9. Drink in nature at Planten un Blomen. 
This little oasis in the city centre is definitely worth a visit and was especially pretty as it burst into bloom in spring. I'd have loved to have lingered here for longer - it'd be great to take a picnic here or read a book reclining in the meadows. We walked through Planten un Blomen on our way to number 10...
10. Immerse yourself in music at the Brahms Museum.
We spent our last day taking shelter from the icy rain in this little row of higgledy-piggledy houses. The Brahms Museum is part of the Composers' Quarter Museum; you can buy a combined pass to both for €5, which I would really recommend. The more modern CQM is dedicated to Telemann, C.P.E. Bach and Hasse. Although B and I have both been musicians since childhood, we hadn't heard of Hasse, so found the exhibits dedicated to his life and music fascinating. We also had a wonderful tour from old Ulrich, the best guide ever. The Johannes Brahms museum, meanwhile, is less well-equipped but very charming, and you can even have a play on the piano he used to teach on (though it's incredibly out of tune!) The museums also have very pretty gardens as well as a fantastic little cafe, perfect for splashing out a little for your last lunch, as we did. 
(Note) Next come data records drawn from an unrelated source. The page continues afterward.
//! The story goal catalog: a fixed, singly-linked chain of hand-authored
//! goals.
//!
//! Entries are looked up by key through a lazily built index. The catalog
//! is never mutated at runtime; the goal ledger copies an entry into a
//! fresh [`Goal`] when its predecessor completes.

use std::collections::HashMap;
use std::sync::LazyLock;

use village_types::{Goal, GoalId, GoalKind, Requirement, ResourceKind, Reward};

use ResourceKind::{Food, Gold, Stone, Wood};

/// One hand-authored entry in the story chain.
#[derive(Debug, Clone, Copy, PartialEq, Eq)]
pub struct StoryEntry {
    /// Unique key (`story-NN`).
    pub key: &'static str,
    /// Player-facing text.
    pub description: &'static str,
    /// Completion condition.
    pub requirement: Requirement,
    /// Reward fields, zero amounts omitted.
    pub reward: &'static [(ResourceKind, u64)],
    /// Successor key; `None` ends the chain.
    pub next_key: Option<&'static str>,
}

impl StoryEntry {
    /// Build a fresh, uncompleted story goal from this entry.
    pub fn to_goal(&self) -> Goal {
        Goal {
            id: GoalId::new(),
            description: self.description.to_owned(),
            kind: GoalKind::Story,
            story_key: Some(self.key.to_owned()),
            requirement: self.requirement,
            reward: Reward::from_pairs(self.reward),
            completed: false,
        }
    }
}

const fn res(kind: ResourceKind, amount: u64) -> Requirement {
    Requirement::resource(kind, amount)
}

const fn lvl(level: u32) -> Requirement {
    Requirement::village_level(level)
}

/// The full chain, head first.
pub static STORY_CATALOG: &[StoryEntry] = &[
    StoryEntry {
        key: "story-01",
        description: "The elder asks you to clear the trail: gather 30 wood",
        requirement: res(Wood, 30),
        reward: &[(Gold, 12), (Food, 8)],
        next_key: Some("story-02"),
    },
    StoryEntry {
        key: "story-02",
        description: "The mason is laying a foundation: gather 25 stone",
        requirement: res(Stone, 25),
        reward: &[(Gold, 12), (Wood, 10)],
        next_key: Some("story-03"),
    },
    StoryEntry {
        key: "story-03",
        description: "The hunters came back with a map of the grounds: gather 35 food",
        requirement: res(Food, 35),
        reward: &[(Gold, 15)],
        next_key: Some("story-04"),
    },
    StoryEntry {
        key: "story-04",
        description: "Raise the village to level 2 and open the storehouse",
        requirement: lvl(2),
        reward: &[(Wood, 20), (Stone, 20), (Gold, 20)],
        next_key: Some("story-05"),
    },
    StoryEntry {
        key: "story-05",
        description: "Merchants are waiting for goods: stockpile 40 wood",
        requirement: res(Wood, 40),
        reward: &[(Gold, 18), (Food, 12)],
        next_key: Some("story-06"),
    },
    StoryEntry {
        key: "story-06",
        description: "The forge needs stone: stockpile 45 stone",
        requirement: res(Stone, 45),
        reward: &[(Gold, 20)],
        next_key: Some("story-07"),
    },
    StoryEntry {
        key: "story-07",
        description: "Feed the workers before the expedition: stockpile 55 food",
        requirement: res(Food, 55),
        reward: &[(Gold, 22), (Wood, 15)],
        next_key: Some("story-08"),
    },
    StoryEntry {
        key: "story-08",
        description: "A night caravan asks for coin: stockpile 25 gold",
        requirement: res(Gold, 25),
        reward: &[(Food, 25), (Stone, 15)],
        next_key: Some("story-09"),
    },
    StoryEntry {
        key: "story-09",
        description: "Raise the village to level 3 and reinforce the wall",
        requirement: lvl(3),
        reward: &[(Gold, 30), (Wood, 20), (Stone, 20)],
        next_key: Some("story-10"),
    },
    StoryEntry {
        key: "story-10",
        description: "The forester opens the far woods: stockpile 90 wood",
        requirement: res(Wood, 90),
        reward: &[(Gold, 28), (Food, 20)],
        next_key: Some("story-11"),
    },
    StoryEntry {
        key: "story-11",
        description: "The miners found a new vein: stockpile 95 stone",
        requirement: res(Stone, 95),
        reward: &[(Gold, 30)],
        next_key: Some("story-12"),
    },
    StoryEntry {
        key: "story-12",
        description: "Fill the granaries for the fair: stockpile 110 food",
        requirement: res(Food, 110),
        reward: &[(Gold, 32), (Wood, 25)],
        next_key: Some("story-13"),
    },
    StoryEntry {
        key: "story-13",
        description: "Pay the pass guards: stockpile 55 gold",
        requirement: res(Gold, 55),
        reward: &[(Stone, 35), (Food, 25)],
        next_key: Some("story-14"),
    },
    StoryEntry {
        key: "story-14",
        description: "Raise the village to level 4 and build the tower",
        requirement: lvl(4),
        reward: &[(Gold, 45), (Wood, 30), (Stone, 30)],
        next_key: Some("story-15"),
    },
    StoryEntry {
        key: "story-15",
        description: "Lay in supplies for winter: stockpile 180 food",
        requirement: res(Food, 180),
        reward: &[(Gold, 45), (Wood, 40)],
        next_key: Some("story-16"),
    },
    StoryEntry {
        key: "story-16",
        description: "End of the chapter: stockpile 120 gold and call the council",
        requirement: res(Gold, 120),
        reward: &[(Gold, 80), (Wood, 50), (Stone, 50), (Food, 50)],
        next_key: None,
    },
];

static INDEX: LazyLock<HashMap<&'static str, &'static StoryEntry>> =
    LazyLock::new(|| STORY_CATALOG.iter().map(|entry| (entry.key, entry)).collect());

/// Look up an entry by key.
pub fn story_entry(key: &str) -> Option<&'static StoryEntry> {
    INDEX.get(key).copied()
}

/// Head of the chain.
pub fn first_story_goal() -> Option<&'static StoryEntry> {
    STORY_CATALOG.first()
}

/// The entry named by `key`'s successor link, or `None` at the end of the
/// chain (or for an unknown key).
pub fn next_story_goal(key: &str) -> Option<&'static StoryEntry> {
    story_entry(key)
        .and_then(|entry| entry.next_key)
        .and_then(story_entry)
}

#[cfg(test)]
#[allow(clippy::unwrap_used)]
mod tests {
    use std::collections::HashSet;

    use super::*;

    #[test]
    fn chain_starts_at_story_one() {
        let head = first_story_goal().unwrap();
        assert_eq!(head.key, "story-01");
        assert_eq!(head.requirement, Requirement::resource(Wood, 30));
    }

    #[test]
    fn successor_follows_next_key() {
        let next = next_story_goal("story-01").unwrap();
        assert_eq!(next.key, "story-02");
        let next = next_story_goal("story-08").unwrap();
        assert_eq!(next.requirement, Requirement::village_level(3));
    }

    #[test]
    fn chain_is_terminal_at_sixteen() {
        assert!(next_story_goal("story-16").is_none());
        assert!(next_story_goal("story-99").is_none());
    }

    #[test]
    fn walking_the_chain_visits_every_entry_once() {
        let mut seen = HashSet::new();
        let mut current = first_story_goal();
        while let Some(entry) = current {
            assert!(seen.insert(entry.key), "cycle at {}", entry.key);
            current = next_story_goal(entry.key);
        }
        assert_eq!(seen.len(), STORY_CATALOG.len());
        assert_eq!(seen.len(), 16);
    }

    #[test]
    fn to_goal_copies_reward_and_key() {
        let goal = story_entry("story-16").unwrap().to_goal();
        assert_eq!(goal.kind, GoalKind::Story);
        assert_eq!(goal.story_key.as_deref(), Some("story-16"));
        assert_eq!(goal.reward.amount(Gold), 80);
        assert_eq!(goal.reward.amount(Food), 50);
        assert!(!goal.completed);
    }
}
Keen Hamburg fans will notice that I haven't mentioned anything about the Reeperbahn or St. Pauli districts but that's because I wouldn't massively recommend going there! I have a feeling I'd have enjoyed both if I'd been five years younger and visiting mainly to go out - not really my kind of thing nowadays. To be honest, I found the Reeperbahn quite sleazy - all neon strip clubs and upsetting billboards of women leering lasciviously, it kind of reminded me of Rouge City in A.I. However, it' might be worth walking up and down the Reeperbahn for fun, especially since there's a great bar that we came across by chance nearby - I'll talk about that more in my next post.

Another thing I haven't mentioned is the Fischmarkt, which came up on just about every 'things you shouldn't miss in Hamburg' guide I perused before the trip. It's open from 5 AM-9.30 AM in summer and is the place to go after a night out for fischbrötchen and coffee. I really wanted to go, but sadly we missed out because it's only open on Sundays (and we flew back on Saturday!) Next time.

And so we come to the end of my Hamburg guide. You should all know that I found out about the majority of these places from the wonderful Lisa of Not Quite Enough, who lived in Hamburg during her degree and whose blog should be the first port of call for anyone interested in visiting this beautiful city.